**Exercise details:** Each line that includes the word "value" should be copied from the records.

**Stored entries:**

──────────

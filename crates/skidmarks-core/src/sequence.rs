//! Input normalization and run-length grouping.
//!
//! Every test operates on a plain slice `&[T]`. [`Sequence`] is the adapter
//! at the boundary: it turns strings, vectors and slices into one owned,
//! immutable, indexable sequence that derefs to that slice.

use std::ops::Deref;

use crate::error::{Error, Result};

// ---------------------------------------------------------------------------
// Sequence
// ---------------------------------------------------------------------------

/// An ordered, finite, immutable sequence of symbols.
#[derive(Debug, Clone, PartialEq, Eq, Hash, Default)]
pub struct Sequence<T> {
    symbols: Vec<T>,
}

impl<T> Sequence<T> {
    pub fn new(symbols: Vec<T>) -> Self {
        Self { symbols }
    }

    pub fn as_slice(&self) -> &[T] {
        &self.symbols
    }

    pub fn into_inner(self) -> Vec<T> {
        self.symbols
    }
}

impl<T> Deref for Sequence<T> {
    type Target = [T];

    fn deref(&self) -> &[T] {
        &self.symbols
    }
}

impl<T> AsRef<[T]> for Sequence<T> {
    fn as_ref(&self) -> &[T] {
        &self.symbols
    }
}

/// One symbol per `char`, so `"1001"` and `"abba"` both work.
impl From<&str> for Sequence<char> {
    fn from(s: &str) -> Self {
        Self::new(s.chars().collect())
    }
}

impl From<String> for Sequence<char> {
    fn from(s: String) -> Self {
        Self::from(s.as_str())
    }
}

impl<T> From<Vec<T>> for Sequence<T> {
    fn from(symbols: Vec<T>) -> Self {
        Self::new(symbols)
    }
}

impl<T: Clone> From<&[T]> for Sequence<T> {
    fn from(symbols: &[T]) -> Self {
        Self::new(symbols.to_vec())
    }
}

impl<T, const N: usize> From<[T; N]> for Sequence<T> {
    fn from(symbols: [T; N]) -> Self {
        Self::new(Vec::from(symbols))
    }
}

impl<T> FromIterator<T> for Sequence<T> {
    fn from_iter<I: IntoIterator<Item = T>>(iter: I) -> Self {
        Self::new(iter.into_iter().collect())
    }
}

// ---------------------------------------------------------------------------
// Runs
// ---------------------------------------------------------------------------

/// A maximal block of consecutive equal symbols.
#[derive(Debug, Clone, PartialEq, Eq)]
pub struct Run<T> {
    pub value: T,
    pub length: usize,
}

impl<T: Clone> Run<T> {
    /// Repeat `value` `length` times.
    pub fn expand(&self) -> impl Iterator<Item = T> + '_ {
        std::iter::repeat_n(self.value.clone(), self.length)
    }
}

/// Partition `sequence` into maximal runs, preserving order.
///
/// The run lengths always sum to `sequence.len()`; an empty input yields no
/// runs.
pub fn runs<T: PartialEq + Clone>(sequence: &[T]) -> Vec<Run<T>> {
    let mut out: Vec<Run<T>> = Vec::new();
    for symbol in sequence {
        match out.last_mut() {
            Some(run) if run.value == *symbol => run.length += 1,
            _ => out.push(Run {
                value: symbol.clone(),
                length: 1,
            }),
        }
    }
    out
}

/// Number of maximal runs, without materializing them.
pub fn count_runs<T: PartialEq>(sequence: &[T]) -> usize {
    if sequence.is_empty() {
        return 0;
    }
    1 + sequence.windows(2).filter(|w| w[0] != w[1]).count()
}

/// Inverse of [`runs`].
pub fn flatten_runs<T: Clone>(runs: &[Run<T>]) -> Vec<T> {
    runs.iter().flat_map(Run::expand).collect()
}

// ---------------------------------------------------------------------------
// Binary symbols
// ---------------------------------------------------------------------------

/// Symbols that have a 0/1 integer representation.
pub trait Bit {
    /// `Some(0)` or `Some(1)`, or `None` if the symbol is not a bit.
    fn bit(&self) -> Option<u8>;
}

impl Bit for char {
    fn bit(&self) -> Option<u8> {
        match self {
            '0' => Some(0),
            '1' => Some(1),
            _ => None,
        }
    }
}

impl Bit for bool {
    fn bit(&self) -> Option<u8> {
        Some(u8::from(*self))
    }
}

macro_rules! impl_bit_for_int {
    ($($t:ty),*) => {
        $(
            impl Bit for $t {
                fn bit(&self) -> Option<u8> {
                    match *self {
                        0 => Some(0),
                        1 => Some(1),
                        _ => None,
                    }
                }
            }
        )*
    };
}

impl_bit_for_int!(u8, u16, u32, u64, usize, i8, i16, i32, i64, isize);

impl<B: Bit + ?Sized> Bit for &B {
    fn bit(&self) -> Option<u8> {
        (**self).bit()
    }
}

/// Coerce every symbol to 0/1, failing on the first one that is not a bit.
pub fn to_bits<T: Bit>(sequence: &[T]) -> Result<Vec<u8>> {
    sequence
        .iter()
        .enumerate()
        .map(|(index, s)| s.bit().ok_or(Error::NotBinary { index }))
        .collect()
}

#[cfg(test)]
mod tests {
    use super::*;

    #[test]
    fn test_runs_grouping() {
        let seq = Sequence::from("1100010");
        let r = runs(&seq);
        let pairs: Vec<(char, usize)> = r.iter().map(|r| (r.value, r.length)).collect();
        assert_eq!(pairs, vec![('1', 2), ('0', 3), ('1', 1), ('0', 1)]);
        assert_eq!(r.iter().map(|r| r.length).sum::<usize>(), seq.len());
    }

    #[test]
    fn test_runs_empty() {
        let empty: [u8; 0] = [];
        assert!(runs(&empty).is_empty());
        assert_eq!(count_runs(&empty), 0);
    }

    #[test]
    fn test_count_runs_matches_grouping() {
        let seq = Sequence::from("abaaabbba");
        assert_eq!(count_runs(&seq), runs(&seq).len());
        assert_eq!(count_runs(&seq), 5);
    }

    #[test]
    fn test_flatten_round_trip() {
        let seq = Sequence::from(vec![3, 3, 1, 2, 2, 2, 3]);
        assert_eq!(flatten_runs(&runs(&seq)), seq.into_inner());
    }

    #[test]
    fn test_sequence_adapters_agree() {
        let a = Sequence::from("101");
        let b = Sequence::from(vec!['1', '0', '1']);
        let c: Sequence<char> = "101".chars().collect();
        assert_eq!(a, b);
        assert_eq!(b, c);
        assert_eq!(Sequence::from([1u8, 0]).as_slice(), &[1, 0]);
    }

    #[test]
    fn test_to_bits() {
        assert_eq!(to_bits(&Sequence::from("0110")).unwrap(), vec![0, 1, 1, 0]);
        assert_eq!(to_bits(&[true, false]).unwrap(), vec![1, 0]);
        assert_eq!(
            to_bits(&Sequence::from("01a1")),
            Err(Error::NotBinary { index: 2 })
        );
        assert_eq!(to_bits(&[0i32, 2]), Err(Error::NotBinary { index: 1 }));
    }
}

──────────

**Answer area:**
    pub value: T,
    /// Repeat `value` `length` times.
        std::iter::repeat_n(self.value.clone(), self.length)
            Some(run) if run.value == *symbol => run.length += 1,
                value: symbol.clone(),
        let pairs: Vec<(char, usize)> = r.iter().map(|r| (r.value, r.length)).collect();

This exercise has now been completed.